Der Bau des neuen Konzertsaals in München für die BR-Symphoniker, das sogenannte Konzerthaus, rutscht in erhebliche Schwierigkeiten. Mehrere beteiligte Politiker und Planer berichten intern von exorbitanten Kostensteigerungen. Die bisherigen vagen Schätzungen werden nach Informationen unserer Zeitung gesprengt: Statt den anfangs angeführten über 150 und den zuletzt genannten 370 Millionen Euro stehen nun 500 bis 750 Millionen Euro im Raum. In der Landespolitik wird eine Notbremsung erwogen.
„Wie zu erwarten war, steigen die Kosten, und zwar sehr hoch“ bestätigte Ministerpräsident Markus Söder (Foto: Matthias Balk/dpa) am Mittwoch. Er habe noch keine genaue Schätzung. Söder äußerte sich intern alarmiert über die Kosten des von seinem Vorgänger Horst Seehofer befeuerten Projekts im Münchner Werksviertel. Tatsächlich waren ursprünglich ein großer sowie ein kleiner Konzertsaal geplant, ferner eine Art Werkstattbühne. Schuld an den neuen Zahlen sind mindestens zwei Faktoren. Die Inflation und steigende Baupreise heben Jahr für Jahr die Gesamtkosten schleichend an.
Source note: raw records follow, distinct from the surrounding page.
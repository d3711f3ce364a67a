//! Polyglot CLI - Command line tool for translating text.

use anyhow::{Context, Result};
use clap::{Parser, ValueEnum};
use indicatif::{ProgressBar, ProgressStyle};
use polyglot_core::{AppConfig, BackendKind, Language, TranslationResult, Translator};
use std::io::{BufRead, Write};
use std::path::PathBuf;
use std::time::Duration;
use tracing::{info, Level};
use tracing_subscriber::FmtSubscriber;

#[derive(Debug, Clone, Copy, ValueEnum)]
enum BackendOption {
    Openai,
    None,
}

impl From<BackendOption> for BackendKind {
    fn from(opt: BackendOption) -> Self {
        match opt {
            BackendOption::Openai => Self::OpenAi,
            BackendOption::None => Self::None,
        }
    }
}

#[derive(Parser, Debug)]
#[command(name = "polyglot")]
#[command(author, version, about = "Translate text with a pluggable LLM backend", long_about = None)]
struct Args {
    /// Texts to translate (reads lines from stdin when omitted)
    text: Vec<String>,

    /// Source language code (omit to let the backend detect it)
    #[arg(short = 's', long)]
    source: Option<Language>,

    /// Target language code
    #[arg(short = 't', long)]
    target: Option<Language>,

    /// Translation backend
    #[arg(long, value_enum)]
    backend: Option<BackendOption>,

    /// OpenAI API base URL
    #[arg(long, env = "POLYGLOT_API_BASE")]
    api_base: Option<String>,

    /// OpenAI API key
    #[arg(long, env = "POLYGLOT_API_KEY", hide_env_values = true)]
    api_key: Option<String>,

    /// Model name for OpenAI-compatible API
    #[arg(long, env = "POLYGLOT_MODEL")]
    model: Option<String>,

    /// Custom instructions for the backend
    #[arg(long)]
    instructions: Option<String>,

    /// Config file path
    #[arg(short, long)]
    config: Option<PathBuf>,

    /// Verbose output
    #[arg(short, long, action = clap::ArgAction::Count)]
    verbose: u8,

    /// Only report whether the backend is available
    #[arg(long)]
    check: bool,

    /// List supported languages
    #[arg(long)]
    list_languages: bool,

    /// Print results as JSON lines
    #[arg(long)]
    json: bool,
}

impl Args {
    /// Layer CLI arguments over the loaded configuration
    fn apply(&self, config: &mut AppConfig) {
        if let Some(source) = self.source {
            config.source_lang = Some(source);
        }
        if let Some(target) = self.target {
            config.target_lang = target;
        }
        if let Some(ref instructions) = self.instructions {
            config.instructions = Some(instructions.clone());
        }

        let backend = &mut config.backend;
        if let Some(kind) = self.backend {
            backend.kind = kind.into();
        }
        if let Some(ref api_base) = self.api_base {
            backend.api_base.clone_from(api_base);
        }
        if self.api_key.is_some() {
            backend.api_key.clone_from(&self.api_key);
        }
        if let Some(ref model) = self.model {
            backend.model.clone_from(model);
        }
    }
}

fn read_stdin_lines() -> Result<Vec<String>> {
    let stdin = std::io::stdin();
    let mut lines = Vec::new();
    for line in stdin.lock().lines() {
        let line = line.context("Failed to read stdin")?;
        if !line.trim().is_empty() {
            lines.push(line);
        }
    }
    Ok(lines)
}

fn print_results(results: &[TranslationResult], json: bool) -> Result<()> {
    let mut out = std::io::stdout().lock();
    for result in results {
        if json {
            let line = serde_json::to_string(result).context("Failed to serialize result")?;
            writeln!(out, "{line}")?;
        } else {
            writeln!(out, "{}", result.translated_text())?;
        }
    }
    Ok(())
}

#[tokio::main]
async fn main() -> Result<()> {
    // Load .env file if present (before parsing args so env vars are available)
    dotenvy::dotenv().ok();

    let args = Args::parse();

    // Setup logging
    let log_level = match args.verbose {
        0 => Level::WARN,
        1 => Level::INFO,
        2 => Level::DEBUG,
        _ => Level::TRACE,
    };

    FmtSubscriber::builder()
        .with_max_level(log_level)
        .with_target(false)
        .with_writer(std::io::stderr)
        .init();

    if args.list_languages {
        let mut out = std::io::stdout().lock();
        for lang in Language::ALL {
            writeln!(out, "{:<6} {}", lang.code(), lang.display_name())?;
        }
        return Ok(());
    }

    // Load or create config
    let mut config = if let Some(config_path) = &args.config {
        AppConfig::from_file(config_path).context("Failed to load config file")?
    } else {
        AppConfig::load()
    };
    args.apply(&mut config);
    config.validate().context("Invalid configuration")?;

    let translator = Translator::new(&config);
    info!("Using {} backend", translator.capability_name());

    if args.check {
        let available = translator.is_translation_available().await;
        writeln!(
            std::io::stdout(),
            "{}: {}",
            translator.capability_name(),
            if available { "available" } else { "unavailable" }
        )?;
        if !available {
            std::process::exit(1);
        }
        return Ok(());
    }

    let texts = if args.text.is_empty() {
        read_stdin_lines()?
    } else {
        args.text.clone()
    };

    if texts.is_empty() {
        anyhow::bail!("Nothing to translate");
    }

    info!("Translating {} text(s) to {}", texts.len(), config.target_lang);

    let spinner = ProgressBar::new_spinner();
    // Template is hardcoded and valid, unwrap is safe
    #[allow(clippy::unwrap_used)]
    spinner.set_style(ProgressStyle::default_spinner().template("{spinner:.green} {msg}").unwrap());
    spinner.set_message(format!("Translating with {}", translator.capability_name()));
    spinner.enable_steady_tick(Duration::from_millis(100));

    let outcome = translator
        .translate_batch(&texts, config.source_lang, config.target_lang)
        .await;
    spinner.finish_and_clear();

    let results = outcome.context("Translation failed")?;
    print_results(&results, args.json)
}
mod traits;
mod unavailable;
#[cfg(feature = "openai")]
mod openai;

pub use traits::TranslationCapability;
pub use unavailable::{UnavailableCapability, UNAVAILABLE_MESSAGE};
#[cfg(feature = "openai")]
pub use openai::OpenAiCapability;

use crate::config::{BackendConfig, BackendKind};
use std::sync::Arc;

/// Create a capability from configuration.
///
/// The choice is made once; a façade keeps the returned capability for its
/// whole lifetime. Backends that are not compiled in fall back to
/// [`UnavailableCapability`].
pub fn create_capability(
    config: &BackendConfig,
    instructions: &str,
) -> Arc<dyn TranslationCapability> {
    match config.kind {
        #[cfg(feature = "openai")]
        BackendKind::OpenAi => Arc::new(OpenAiCapability::new(config, instructions)),
        #[cfg(not(feature = "openai"))]
        BackendKind::OpenAi => {
            let _ = instructions;
            tracing::warn!("OpenAI backend requested but not compiled in, translations will fail");
            Arc::new(UnavailableCapability)
        }
        BackendKind::None => {
            tracing::warn!("No translation backend configured, translations will fail");
            Arc::new(UnavailableCapability)
        }
    }
}
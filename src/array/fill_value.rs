//! Fill values.
//!
//! A [`FillValue`] is the native-endian byte representation of a single element.
//! It identifies stored elements that represent missing data.

use super::DataType;

/// The byte representation of a single element value.
#[derive(Clone, Eq, PartialEq, Debug)]
pub struct FillValue(Vec<u8>);

impl core::fmt::Display for FillValue {
    fn fmt(&self, f: &mut core::fmt::Formatter<'_>) -> core::fmt::Result {
        write!(f, "{:?}", self.0)
    }
}

impl From<Vec<u8>> for FillValue {
    fn from(value: Vec<u8>) -> Self {
        FillValue(value)
    }
}

impl From<bool> for FillValue {
    fn from(value: bool) -> Self {
        FillValue(vec![u8::from(value)])
    }
}

macro_rules! impl_fill_value_from_ne_bytes {
    ($($t:ty),*) => {
        $(
            impl From<$t> for FillValue {
                fn from(value: $t) -> Self {
                    FillValue(value.to_ne_bytes().to_vec())
                }
            }
        )*
    };
}

impl_fill_value_from_ne_bytes!(u8, u16, u32, u64, i8, i16, i32, i64, f32, f64);

impl FillValue {
    /// Create a new fill value composed of `bytes`.
    #[must_use]
    pub fn new(bytes: Vec<u8>) -> FillValue {
        FillValue(bytes)
    }

    /// Returns the size in bytes of the fill value.
    #[must_use]
    pub fn size(&self) -> usize {
        self.0.len()
    }

    /// Return the byte representation of the fill value.
    #[must_use]
    pub fn as_ne_bytes(&self) -> &[u8] {
        &self.0
    }

    /// Returns true if the fill value can represent an element of `data_type`.
    #[must_use]
    pub fn is_compatible(&self, data_type: &DataType) -> bool {
        self.size() == data_type.size()
    }

    /// Check if the bytes of a single element are equal to the fill value.
    #[must_use]
    pub fn equals(&self, element_bytes: &[u8]) -> bool {
        self.0 == element_bytes
    }
}
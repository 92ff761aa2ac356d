use super::{ArrayError, DataType};

/// A trait representing an array element type.
pub trait Element: Sized + Copy + Send + Sync + 'static {
    /// The data type of an array created from elements of this type.
    const DATA_TYPE: DataType;

    /// Validate the data type.
    ///
    /// # Errors
    /// Returns [`ArrayError::IncompatibleElementType`] if the data type is incompatible with [`Element`].
    fn validate_data_type(data_type: &DataType) -> Result<(), ArrayError>;

    /// Convert a slice of elements into their native-endian bytes.
    fn to_ne_bytes_vec(elements: &[Self]) -> Vec<u8>;

    /// Convert the native-endian bytes of one element into an element.
    ///
    /// # Errors
    /// Returns [`ArrayError::InvalidElementValue`] if the bytes are not a valid element.
    fn from_ne_bytes_slice(bytes: &[u8]) -> Result<Self, ArrayError>;
}

fn incompatible<T>(data_type: &DataType) -> ArrayError {
    ArrayError::IncompatibleElementType(data_type.clone(), core::any::type_name::<T>())
}

impl Element for bool {
    const DATA_TYPE: DataType = DataType::Bool;

    fn validate_data_type(data_type: &DataType) -> Result<(), ArrayError> {
        (data_type == &DataType::Bool)
            .then_some(())
            .ok_or_else(|| incompatible::<Self>(data_type))
    }

    fn to_ne_bytes_vec(elements: &[Self]) -> Vec<u8> {
        elements.iter().map(|&element| u8::from(element)).collect()
    }

    fn from_ne_bytes_slice(bytes: &[u8]) -> Result<Self, ArrayError> {
        match bytes {
            [0] => Ok(false),
            [1] => Ok(true),
            _ => Err(ArrayError::InvalidElementValue),
        }
    }
}

macro_rules! impl_element_pod {
    ($raw_type:ty, $data_type:expr, $pattern:pat $(,)?) => {
        impl Element for $raw_type {
            const DATA_TYPE: DataType = $data_type;

            fn validate_data_type(data_type: &DataType) -> Result<(), ArrayError> {
                if matches!(data_type, $pattern) {
                    Ok(())
                } else {
                    Err(incompatible::<Self>(data_type))
                }
            }

            fn to_ne_bytes_vec(elements: &[Self]) -> Vec<u8> {
                bytemuck::cast_slice(elements).to_vec()
            }

            fn from_ne_bytes_slice(bytes: &[u8]) -> Result<Self, ArrayError> {
                if bytes.len() == core::mem::size_of::<Self>() {
                    Ok(bytemuck::pod_read_unaligned(bytes))
                } else {
                    Err(ArrayError::InvalidElementValue)
                }
            }
        }
    };
}

impl_element_pod!(i8, DataType::Int8, DataType::Int8);
impl_element_pod!(i16, DataType::Int16, DataType::Int16);
impl_element_pod!(i32, DataType::Int32, DataType::Int32);
impl_element_pod!(i64, DataType::Int64, DataType::Int64);
impl_element_pod!(u8, DataType::UInt8, DataType::UInt8 | DataType::Char);
impl_element_pod!(u16, DataType::UInt16, DataType::UInt16);
impl_element_pod!(u32, DataType::UInt32, DataType::UInt32);
impl_element_pod!(u64, DataType::UInt64, DataType::UInt64);
impl_element_pod!(f32, DataType::Float32, DataType::Float32);
impl_element_pod!(f64, DataType::Float64, DataType::Float64);

#[cfg(test)]
mod tests {
    use super::*;

    #[test]
    fn element_validate() {
        assert!(f32::validate_data_type(&DataType::Float32).is_ok());
        assert!(f32::validate_data_type(&DataType::Float64).is_err());
        assert!(u8::validate_data_type(&DataType::Char).is_ok());
        assert!(bool::validate_data_type(&DataType::UInt8).is_err());
    }

    #[test]
    fn element_bytes() {
        let bytes = i16::to_ne_bytes_vec(&[1, -2]);
        assert_eq!(bytes.len(), 4);
        assert_eq!(i16::from_ne_bytes_slice(&bytes[2..4]).unwrap(), -2);
        assert!(i16::from_ne_bytes_slice(&bytes[0..1]).is_err());
        assert_eq!(bool::to_ne_bytes_vec(&[true, false]), vec![1, 0]);
        assert!(bool::from_ne_bytes_slice(&[2]).is_err());
    }
}
//! Cfarray global configuration options.

use std::sync::{OnceLock, RwLock, RwLockReadGuard, RwLockWriteGuard};

/// Global configuration options for the cfarray crate.
///
/// Retrieve the global [`Config`] with [`global_config`] and modify it with [`global_config_mut`].
///
/// ## Mask Empty Text
///  > default: [`true`]
///
/// If enabled, fixed-width text read from a file whose characters reduce to the empty string (after trailing padding is stripped) is masked.
/// Otherwise it is kept as an empty string.
///
/// ## Single Instance Decompression
///  > default: [`true`]
///
/// If enabled, reading a ragged array with an index that selects exactly one instance only places the data of that instance before the subspace is extracted.
/// The result is identical to decompressing all instances.
#[derive(Debug)]
pub struct Config {
    mask_empty_text: bool,
    single_instance_decompression: bool,
}

#[allow(clippy::derivable_impls)]
impl Default for Config {
    fn default() -> Self {
        Config {
            mask_empty_text: true,
            single_instance_decompression: true,
        }
    }
}

impl Config {
    /// Get the [mask empty text](#mask-empty-text) configuration.
    #[must_use]
    pub fn mask_empty_text(&self) -> bool {
        self.mask_empty_text
    }

    /// Set the [mask empty text](#mask-empty-text) configuration.
    pub fn set_mask_empty_text(&mut self, mask_empty_text: bool) {
        self.mask_empty_text = mask_empty_text;
    }

    /// Get the [single instance decompression](#single-instance-decompression) configuration.
    #[must_use]
    pub fn single_instance_decompression(&self) -> bool {
        self.single_instance_decompression
    }

    /// Set the [single instance decompression](#single-instance-decompression) configuration.
    pub fn set_single_instance_decompression(&mut self, single_instance_decompression: bool) {
        self.single_instance_decompression = single_instance_decompression;
    }
}

static CONFIG: OnceLock<RwLock<Config>> = OnceLock::new();

/// Returns a reference to the global cfarray configuration.
///
/// # Panics
/// This function panics if the underlying lock has been poisoned and might panic if the global config is already held by the current thread.
pub fn global_config() -> RwLockReadGuard<'static, Config> {
    CONFIG
        .get_or_init(|| RwLock::new(Config::default()))
        .read()
        .unwrap()
}

/// Returns a mutable reference to the global cfarray configuration.
///
/// # Panics
/// This function panics if the underlying lock has been poisoned and might panic if the global config is already held by the current thread.
pub fn global_config_mut() -> RwLockWriteGuard<'static, Config> {
    CONFIG
        .get_or_init(|| RwLock::new(Config::default()))
        .write()
        .unwrap()
}
use std::{
    path::{Path, PathBuf},
    sync::Arc,
};

use parking_lot::Mutex;

use crate::{
    array_index::{extract, normalise, IndexExpr},
    storage::{global_file_registry, DatasetHandle, FileRegistry, VariableId},
};

use super::{ArrayError, ArrayShape, DataType, FillValue, LazyArray, MaskedArray, ReadOptions};

/// An array stored in one variable of a file.
///
/// The file is opened on the first read and shared, through a [`FileRegistry`], with every other array in the same file.
/// It stays open until the array is [closed](FileArray::close) or dropped, and the file itself is closed once no array refers to it.
///
/// Fixed-width text stored with a trailing character axis ([`DataType::Char`] data with one more axis than the array) is collapsed on read to [`DataType::FixedString`] data of the array shape.
/// The width of collapsed text is only known once read, so [`LazyArray::data_type`] reports the declared data type and not the data type of the collapsed text.
#[derive(Debug)]
pub struct FileArray {
    path: PathBuf,
    variable: VariableId,
    data_type: DataType,
    shape: ArrayShape,
    missing_value: Option<FillValue>,
    registry: Arc<FileRegistry>,
    handle: Mutex<Option<DatasetHandle>>,
}

impl Clone for FileArray {
    /// Clone the array, sharing its open file handle (if any).
    fn clone(&self) -> Self {
        Self {
            path: self.path.clone(),
            variable: self.variable.clone(),
            data_type: self.data_type.clone(),
            shape: self.shape.clone(),
            missing_value: self.missing_value.clone(),
            registry: self.registry.clone(),
            handle: Mutex::new(self.handle.lock().clone()),
        }
    }
}

impl Drop for FileArray {
    fn drop(&mut self) {
        self.close();
    }
}

impl core::fmt::Display for FileArray {
    fn fmt(&self, f: &mut core::fmt::Formatter<'_>) -> core::fmt::Result {
        write!(
            f,
            "{}{:?} in {}",
            self.variable,
            self.shape,
            self.path.display()
        )
    }
}

impl FileArray {
    /// Create a new file array for `variable` of the file at `path`.
    ///
    /// The file is not opened.
    ///
    /// # Errors
    /// Returns [`ArrayError::IOUnavailable`] if `path` cannot be made absolute.
    pub fn new<P: AsRef<Path>>(
        path: P,
        variable: VariableId,
        data_type: DataType,
        shape: ArrayShape,
    ) -> Result<Self, ArrayError> {
        let path = path.as_ref();
        let path = std::path::absolute(path)
            .map_err(|err| ArrayError::IOUnavailable(path.to_path_buf(), err.into()))?;
        Ok(Self {
            path,
            variable,
            data_type,
            shape,
            missing_value: None,
            registry: global_file_registry(),
            handle: Mutex::new(None),
        })
    }

    /// Mask elements equal to `missing_value` on read.
    #[must_use]
    pub fn with_missing_value(mut self, missing_value: FillValue) -> Self {
        self.missing_value = Some(missing_value);
        self
    }

    /// Use `registry` rather than the [global file registry](global_file_registry).
    #[must_use]
    pub fn with_registry(mut self, registry: Arc<FileRegistry>) -> Self {
        self.close();
        self.registry = registry;
        self
    }

    /// The absolute path of the file.
    #[must_use]
    pub fn path(&self) -> &Path {
        &self.path
    }

    /// The variable identifier.
    #[must_use]
    pub const fn variable(&self) -> &VariableId {
        &self.variable
    }

    /// The missing value.
    #[must_use]
    pub const fn missing_value(&self) -> Option<&FillValue> {
        self.missing_value.as_ref()
    }

    /// The path of the file and the variable identifier.
    #[must_use]
    pub fn file_pointer(&self) -> (&Path, &VariableId) {
        (&self.path, &self.variable)
    }

    /// Open the file, returning its handle.
    ///
    /// An already open handle of the file is reused.
    ///
    /// # Errors
    /// Returns [`ArrayError::IOUnavailable`] if the file cannot be opened.
    pub fn open(&self) -> Result<DatasetHandle, ArrayError> {
        let mut handle = self.handle.lock();
        if let Some(handle) = handle.as_ref() {
            return Ok(handle.clone());
        }
        let dataset = self
            .registry
            .acquire(&self.path)
            .map_err(|err| ArrayError::IOUnavailable(self.path.clone(), err))?;
        *handle = Some(dataset.clone());
        Ok(dataset)
    }

    /// Release the interest of this array in its file.
    ///
    /// The file stays open while another array refers to it.
    /// Closing an array that is not open is a no-op.
    pub fn close(&self) {
        if let Some(handle) = self.handle.lock().take() {
            self.registry.release(handle);
        }
    }

    /// Returns true if the file handle of this array is open.
    #[must_use]
    pub fn is_open(&self) -> bool {
        self.handle.lock().is_some()
    }

    /// Returns true if no other array refers to the file handle of this array.
    ///
    /// An array that is not open is unique.
    #[must_use]
    pub fn is_unique(&self) -> bool {
        self.handle
            .lock()
            .as_ref()
            .map_or(true, |handle| Arc::strong_count(handle) == 1)
    }
}

/// Collapse the trailing character axis of `chars`.
///
/// Each row of characters is concatenated, ignoring masked characters, and stripped of trailing NUL and ASCII whitespace.
fn collapse_text(chars: &MaskedArray, mask_empty_text: bool) -> Result<MaskedArray, ArrayError> {
    let Some((&num_chars, shape)) = chars.shape().split_last() else {
        return Err(ArrayError::ShapeMismatch(
            "text has no character axis".to_string(),
        ));
    };
    let num_chars = usize::try_from(num_chars).unwrap_or(usize::MAX);
    let num_rows: u64 = shape.iter().product();
    let num_rows = usize::try_from(num_rows).unwrap_or(usize::MAX);

    let rows: Vec<Option<Vec<u8>>> = (0..num_rows)
        .map(|row| {
            let range = row * num_chars..(row + 1) * num_chars;
            let bytes = &chars.bytes()[range.clone()];
            let mask = &chars.mask()[range];
            let mut text: Vec<u8> = std::iter::zip(bytes, mask)
                .filter_map(|(&byte, &masked)| (!masked).then_some(byte))
                .collect();
            while text
                .last()
                .is_some_and(|&byte| byte == 0 || byte.is_ascii_whitespace())
            {
                text.pop();
            }
            (!(text.is_empty() && mask_empty_text)).then_some(text)
        })
        .collect();

    let width = rows
        .iter()
        .flatten()
        .map(Vec::len)
        .max()
        .unwrap_or_default()
        .max(1);
    let mut bytes = vec![0; num_rows * width];
    for (element, text) in std::iter::zip(bytes.chunks_exact_mut(width), &rows) {
        if let Some(text) = text {
            element[..text.len()].copy_from_slice(text);
        }
    }
    let mask = rows.iter().map(Option::is_none).collect();
    MaskedArray::new(DataType::FixedString(width), shape.to_vec(), bytes, mask)
}

impl LazyArray for FileArray {
    fn shape(&self) -> &[u64] {
        &self.shape
    }

    /// The declared data type.
    ///
    /// Reads of text with a trailing character axis return [`DataType::FixedString`] data rather than this data type.
    fn data_type(&self) -> &DataType {
        &self.data_type
    }

    fn read_opt(
        &self,
        indices: &IndexExpr,
        options: &ReadOptions,
    ) -> Result<MaskedArray, ArrayError> {
        let index = normalise(&self.shape, indices)?;
        let dataset = self.open()?;
        let mut raw = dataset
            .read_variable(&self.variable, &self.data_type)?
            .ok_or_else(|| {
                ArrayError::VariableNotFound(self.variable.clone(), self.path.clone())
            })?;
        tracing::trace!("read {} with raw shape {:?}", self, raw.shape());
        if let Some(missing_value) = &self.missing_value {
            raw.mask_fill_value(missing_value);
        }

        if self.data_type.is_text() && raw.dimensionality() == self.shape.len() + 1 {
            let num_chars = raw.shape()[self.shape.len()];
            if raw.shape()[..self.shape.len()] != self.shape[..] {
                return Err(ArrayError::ShapeMismatch(format!(
                    "text of shape {:?} is incompatible with {}",
                    raw.shape(),
                    self
                )));
            }
            let chars = extract(&raw, &index.with_trailing_axis(num_chars), false)?;
            return collapse_text(&chars, options.mask_empty_text());
        }

        if raw.shape() != self.shape.as_slice() {
            // Scalars may be stored as a one element array
            if !self.shape.is_empty() || raw.num_elements() != 1 {
                return Err(ArrayError::ShapeMismatch(format!(
                    "stored shape {:?} is incompatible with {}",
                    raw.shape(),
                    self
                )));
            }
            raw = raw.reshape(self.shape.clone())?;
        }
        Ok(extract(&raw, &index, false)?.into_owned())
    }

    fn file(&self) -> Option<&Path> {
        Some(&self.path)
    }

    fn close(&self) {
        FileArray::close(self);
    }
}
Die neuen Akustik-Pläne von Tateo Nakajima sind weitaus komplexer. „Wir haben den Rahmen komplett gesprengt“, heißt es bei Beteiligten unverblümt. Auch baurechtlich würden alle Vorgaben, etwa in der Höhe, überschritten.
In der Landespolitik kursieren mehrere Szenarien. Die Mehrkosten zu schlucken, wäre möglich – würde aber zu heftigen Auseinandersetzungen mit den Haushaltspolitikern im Parlament führen, die nicht jeden freien Euro in die Metropole zu schieben gedenken. Szenario zwei: Alles verkleinern, die Nebenräume streichen, keine neue Heimat für die Hochschule für Musik und Theater. 100 bis 200 Millionen Euro ließen sich so sparen. Szenario drei: Den Bau ganz kippen und an einen neuen Ort in München verlagern, etwa ins Museumsareal. Rechtliche Gründe stehen dem entgegen, und wohl auch Söder. Er sperrt sich außerdem gegen Gedankenspiele, das Projekt ganz zu beerdigen.
Der Ministerpräsident hat deshalb jetzt eine radikale Umplanung vorgeschlagen. Auf Initiative der Staatskanzlei läuft eine Machbarkeitsstudie an, ob die Säle ganz oder in wesentlichen Teilen in Holz gebaut werden können. „Das sollten wir dringend prüfen“, bestätigt Söder. Das könne ein weiteres „Alleinstellungsmerkmal“ des Bauprojekts sein. Holz ist billiger, wirkt ökologischer und würde wohl auch diskret umschreiben, dass das ganze Projekt neu geplant wird. Was vom gläsernen Klangkörper im Werksviertel dann noch übrig bliebe, ist offen. Bis Ende März soll die Studie vorliegen. Im Sommer sollen die Kosten neu berechnet werden, federführend von den Beamten des neuen Bauministers in Bayern. Wenn die Vorlage für den Landtag fertig ist, steht eine heikle politische Entscheidung an. An den vage angedachten Eröffnungstermin 2025 glaubt in der Staatsregierung offenbar niemand mehr, selbst dieses Jahrzehnt gilt als ungewiss.